I cannot judge whether he was right about the physical desert because I have worked hard to spend as little time there as possible. I am sure, however, that he is right about spiritual deserts. In other words, during our dry and painful spiritual seasons, there is much life to be found, be we have to find it in places we have never considered before, digging for it in ways we have not yet tried.
Using a masterful economy of words, he allows also that sometimes we are victims of things beyond our control, while at other times we form recurring patterns in our journey. He also avoids situations where want to lash out at those who have ambushed us, realizing that God may have had a part in all that happened; all the while recognizing that these choices may run counter to our natural instincts:
I grew to hate sermons on forgiveness, even my own. They convicted me, true, and I did the things I was asked to do to deal with my offense and hurt. But it seldom worked and I soon came to understand that there was a stronghold in my soul. It seemed as though my inner life was coated with Velcro that trapped hurt and offense and held it tight. Though I thought of myself as a fairly loving person, I could never let the impact of being wronged go. I fed it. I fantasized about it. I even used it to fuel my intensity in sports or my efforts to rise in the world. Because I could not let what offended me go, I used it as fuel and this only caused it to attach more firmly to that Velcro of my soul.

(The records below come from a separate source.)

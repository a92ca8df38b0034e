//! Tunable parameters for a pad session.
//!
//! Every struct here defaults to the values in [`crate::constants`], so a
//! front-end only has to override what it wants to change.

use crate::constants::*;
use std::time::Duration;

#[derive(Clone, Copy, Debug, PartialEq)]
pub struct PhysicsParams {
    pub friction: f32,
    pub bounce: f32,
    /// Glow held while a pad is being dragged.
    pub glow_drag: f32,
    pub glow_decay: f32,
    pub glow_collision: f32,
    pub drag_timeout: Duration,
}

impl Default for PhysicsParams {
    fn default() -> Self {
        Self {
            friction: FRICTION,
            bounce: BOUNCE,
            glow_drag: GLOW_MAX,
            glow_decay: GLOW_DECAY_PER_FRAME,
            glow_collision: GLOW_COLLISION,
            drag_timeout: DRAG_TIMEOUT,
        }
    }
}

#[derive(Clone, Copy, Debug, PartialEq)]
pub struct InteractionParams {
    /// A release sooner than this after the press counts as a tap.
    pub tap_threshold: Duration,
}

impl Default for InteractionParams {
    fn default() -> Self {
        Self {
            tap_threshold: TAP_THRESHOLD,
        }
    }
}

/// What a tap does when the pad's sample is still sounding.
#[derive(Clone, Copy, Debug, Default, PartialEq, Eq)]
pub enum RetriggerPolicy {
    /// Stop the running instance and play again from the start.
    #[default]
    Restart,
    /// Ignore the tap until the sample has finished.
    Skip,
}

#[derive(Clone, Copy, Debug, PartialEq)]
pub struct GridParams {
    pub cols: usize,
    pub rows: usize,
}

impl GridParams {
    /// One pad per grid cell.
    #[inline]
    pub fn pad_count(&self) -> usize {
        self.cols * self.rows
    }
}

impl Default for GridParams {
    fn default() -> Self {
        Self {
            cols: GRID_COLS,
            rows: GRID_ROWS,
        }
    }
}

#[derive(Clone, Copy, Debug, Default, PartialEq)]
pub struct SessionConfig {
    pub grid: GridParams,
    pub physics: PhysicsParams,
    pub interaction: InteractionParams,
    pub retrigger: RetriggerPolicy,
}
//! Shared reverb → delay chain and the sample trigger that feeds it.
//!
//! The chain parameters follow the horizontal centre of mass of the pads:
//! a grid pushed to the left is drenched in reverb, one pushed to the right
//! picks up longer, denser echoes. All pads share one chain instance.

use crate::assets::SampleBank;
use crate::config::RetriggerPolicy;
use crate::constants::{DELAY_FEEDBACK_MAX, DELAY_TIME_MAX_SEC};
use crate::pad::Pad;

/// Endpoint in the effect graph.
#[derive(Debug)]
pub enum Node<'a, S> {
    Sample(&'a S),
    Reverb,
    Delay,
    Output,
}

/// Playback and routing surface provided by the platform audio layer.
pub trait AudioBackend {
    type Sample;

    fn play(&mut self, sample: &Self::Sample);
    fn stop(&mut self, sample: &Self::Sample);
    fn is_playing(&self, sample: &Self::Sample) -> bool;

    /// Idempotent: re-establishing an existing edge is harmless.
    fn connect(&mut self, src: Node<'_, Self::Sample>, dst: Node<'_, Self::Sample>);
    /// Drop every outgoing edge of `sample`.
    fn disconnect(&mut self, sample: &Self::Sample);

    fn set_wet_dry(&mut self, wet_dry: f32);
    fn set_delay_time(&mut self, seconds: f32);
    fn set_delay_feedback(&mut self, feedback: f32);
}

#[derive(Clone, Copy, Debug, Default, PartialEq)]
pub struct EffectParams {
    /// 1.0 is fully wet reverb.
    pub wet_dry: f32,
    pub delay_time: f32,
    pub delay_feedback: f32,
}

impl EffectParams {
    pub fn from_mean_x(avg_x: f32, viewport_width: f32) -> Self {
        let (reverb, delay) = if viewport_width > 0.0 && avg_x.is_finite() {
            (
                map_range(avg_x, 0.0, viewport_width, 1.0, 0.0),
                map_range(avg_x, 0.0, viewport_width, 0.0, 1.0),
            )
        } else {
            (1.0, 0.0)
        };
        Self {
            wet_dry: reverb,
            delay_time: map_range(delay, 0.0, 1.0, 0.0, DELAY_TIME_MAX_SEC),
            delay_feedback: map_range(delay, 0.0, 1.0, 0.0, DELAY_FEEDBACK_MAX),
        }
    }
}

/// Unclamped linear remap.
#[inline]
pub fn map_range(v: f32, in_lo: f32, in_hi: f32, out_lo: f32, out_hi: f32) -> f32 {
    out_lo + (v - in_lo) * (out_hi - out_lo) / (in_hi - in_lo)
}

pub fn compute_effect_params(pads: &[Pad], viewport_width: f32) -> EffectParams {
    let avg_x = if pads.is_empty() {
        0.0
    } else {
        pads.iter().map(|p| p.position.x).sum::<f32>() / pads.len() as f32
    };
    EffectParams::from_mean_x(avg_x, viewport_width)
}

/// The single shared reverb → delay → output chain.
#[derive(Clone, Debug, Default)]
pub struct EffectChain {
    params: EffectParams,
}

impl EffectChain {
    pub fn params(&self) -> EffectParams {
        self.params
    }

    /// Last write wins; pushed every frame whether or not anything plays.
    pub fn set_params<B: AudioBackend>(&mut self, backend: &mut B, params: EffectParams) {
        backend.set_wet_dry(params.wet_dry);
        backend.set_delay_time(params.delay_time);
        backend.set_delay_feedback(params.delay_feedback);
        self.params = params;
    }

    /// Route `sample` through the chain, replacing any previous destination.
    pub fn apply<B: AudioBackend>(&self, backend: &mut B, sample: &B::Sample) {
        backend.disconnect(sample);
        backend.connect(Node::Sample(sample), Node::Reverb);
        backend.connect(Node::Reverb, Node::Delay);
        backend.connect(Node::Delay, Node::Output);
    }
}

pub struct EffectRouter<B: AudioBackend> {
    backend: B,
    chain: EffectChain,
    samples: SampleBank<B::Sample>,
    retrigger: RetriggerPolicy,
}

impl<B: AudioBackend> EffectRouter<B> {
    pub fn new(backend: B, samples: SampleBank<B::Sample>, retrigger: RetriggerPolicy) -> Self {
        Self {
            backend,
            chain: EffectChain::default(),
            samples,
            retrigger,
        }
    }

    /// Recompute the chain parameters from pad positions and push them.
    pub fn update(&mut self, pads: &[Pad], viewport_width: f32) -> EffectParams {
        let params = compute_effect_params(pads, viewport_width);
        self.chain.set_params(&mut self.backend, params);
        params
    }

    /// Play the sample bound to `index`. Returns whether playback started.
    pub fn trigger(&mut self, index: usize) -> bool {
        let Some(sample) = self.samples.get(index) else {
            log::debug!("[fx] pad {} has no sample", index);
            return false;
        };
        if self.backend.is_playing(sample) {
            match self.retrigger {
                RetriggerPolicy::Skip => return false,
                RetriggerPolicy::Restart => self.backend.stop(sample),
            }
        }
        self.chain.apply(&mut self.backend, sample);
        self.backend.play(sample);
        log::debug!("[fx] trigger pad {}", index);
        true
    }

    pub fn params(&self) -> EffectParams {
        self.chain.params()
    }

    pub fn backend(&self) -> &B {
        &self.backend
    }

    pub fn backend_mut(&mut self) -> &mut B {
        &mut self.backend
    }
}

#[cfg(test)]
mod tests {
    use super::*;

    #[test]
    fn map_range_inverts_and_extrapolates() {
        assert_eq!(map_range(0.0, 0.0, 10.0, 1.0, 0.0), 1.0);
        assert_eq!(map_range(5.0, 0.0, 10.0, 1.0, 0.0), 0.5);
        assert_eq!(map_range(20.0, 0.0, 10.0, 0.0, 1.0), 2.0);
    }

    #[test]
    fn degenerate_width_falls_back_to_left_edge() {
        let p = EffectParams::from_mean_x(100.0, 0.0);
        assert_eq!(p.wet_dry, 1.0);
        assert_eq!(p.delay_time, 0.0);
        assert_eq!(p.delay_feedback, 0.0);
    }

    #[test]
    fn empty_pad_set_reads_as_left_edge() {
        let p = compute_effect_params(&[], 800.0);
        assert_eq!(p, EffectParams::from_mean_x(0.0, 800.0));
    }
}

Relate? I know I do. The final chapter, “Coming Home,” deals with the recovery process, using covenant theology as a way of rethinking what the Church is and what should guide our decisions to reconnect.
ReChurch is available in hardcover from Tyndale under the Barna imprint, and in the foreword, George Barna shares his own personal experience with all that this book entails. My one regret is that the book was so concise that I have liked to dwell longer in some of its subjects rather than the 166 digest-sized pages; however this work is really a pivotal, transitional title for Mansfield, and I’ll grant him a very high recommendation, on the condition he promises to write more of the same.